With so much going on, it was little wonder that Gordon increasingly started to rely on others to run huge parts of his life. ‘Chefs are the worst businessmen in the world,’ he said once. ‘I have never made the mistake of believing that I am a chef and a businessman at the same time. That way trouble lies – the two just don’t mix.’ Trusting his entire financial affairs to his father-in-law, Chris, left Gordon free to focus on his new set of career mountains in America and beyond. It was a policy that had paid huge dividends in recent years. But as 2005 got under way, both Gordon and Chris faced a series of warnings that the gravy train might not run for ever.
The first came when a newspaper used the new Freedom of Information Act to obtain documents proving that the ill-fated Amaryllis in Glasgow had failed basic hygiene and cleaning tests before being closed down. Meanwhile, critics were circling over several of Gordon’s more successful London restaurants with claims that th
ey were starting to lose their spark. But the most worrying rumours of all suggested that at least some of Gordon’s hard-won Michelin stars could be at risk if he carried on playing for the cameras around the world and left his kitchens to fend for themselves.

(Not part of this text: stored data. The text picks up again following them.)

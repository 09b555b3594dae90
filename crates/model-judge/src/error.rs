//! Error types for the model judge

use thiserror::Error;

#[derive(Error, Debug)]
pub enum JudgeError {
    /// The model answered, but not with the JSON array we asked for.
    /// `raw` is kept for logs only and never shown to callers.
    #[error("{message}")]
    Protocol { message: String, raw: String },

    #[error("Model backend returned HTTP {status}")]
    Backend { status: u16, body: String },

    #[error("Model request timed out after {0}s")]
    Timeout(u64),

    #[error("Model backend unreachable: {0}")]
    Transport(String),

    #[error("Model returned no content")]
    EmptyResponse,

    #[error("Invalid judge configuration: {0}")]
    Config(String),
}

impl JudgeError {
    pub(crate) fn protocol(message: impl Into<String>, raw: impl Into<String>) -> Self {
        JudgeError::Protocol {
            message: message.into(),
            raw: raw.into(),
        }
    }

    /// Whether retrying the same request could succeed
    pub fn is_transient(&self) -> bool {
        match self {
            JudgeError::Backend { status, .. } => *status == 429 || *status >= 500,
            JudgeError::Timeout(_) | JudgeError::Transport(_) => true,
            _ => false,
        }
    }

    /// Raw model output attached to protocol errors
    pub fn raw_response(&self) -> Option<&str> {
        match self {
            JudgeError::Protocol { raw, .. } => Some(raw),
            _ => None,
        }
    }
}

It was serious stuff and Gordon and Chris knew they had to tackle it straight away. Television and America would have to go on hold for a while, Gordon decided. For the next few months, he had work to do in London.
EIGHTEEN
NO LIMITS
‘Stay close to the kitchen.’ That had been the simple, five word piece of advice Gordon had been given as a fiercely ambitious twenty-something trainee chef in Paris. Back in London in the early summer of 2005 he knew he had to start living up to it again. Over the past few months, a series of unflattering reviews of his flagship restaurants had been published and posted on internet websites. It looked as if his prolonged absences from the restaurants that bore his name were starting to cause problems and everyone feared that the consequences could be far more serious than they looked.
With massively high fixed costs, Gordon was acutely aware that once restaurants hit the skids they could fail faster than almost any other business. And he knew that once customers lost faith in a restaurant they hardly ever came back.
‘To me, Gordon was my God until I ate here,’ a Moya King wrote on one website about his eponymous Chelsea restaurant. ‘Food was lacking any of the passion I expected, celeriac soup was a creamy glue, two courses back to back contained peas and broad beans, desserts were not pleasant, panna cotta was tasteless and chocolate tarte so bitter I couldn’t eat it, and service was lacking any kind of warmth and leadership. After hearing all he preaches on television Gordon would not have been happy dining with me that evening. Save your money,’ she advised other diners.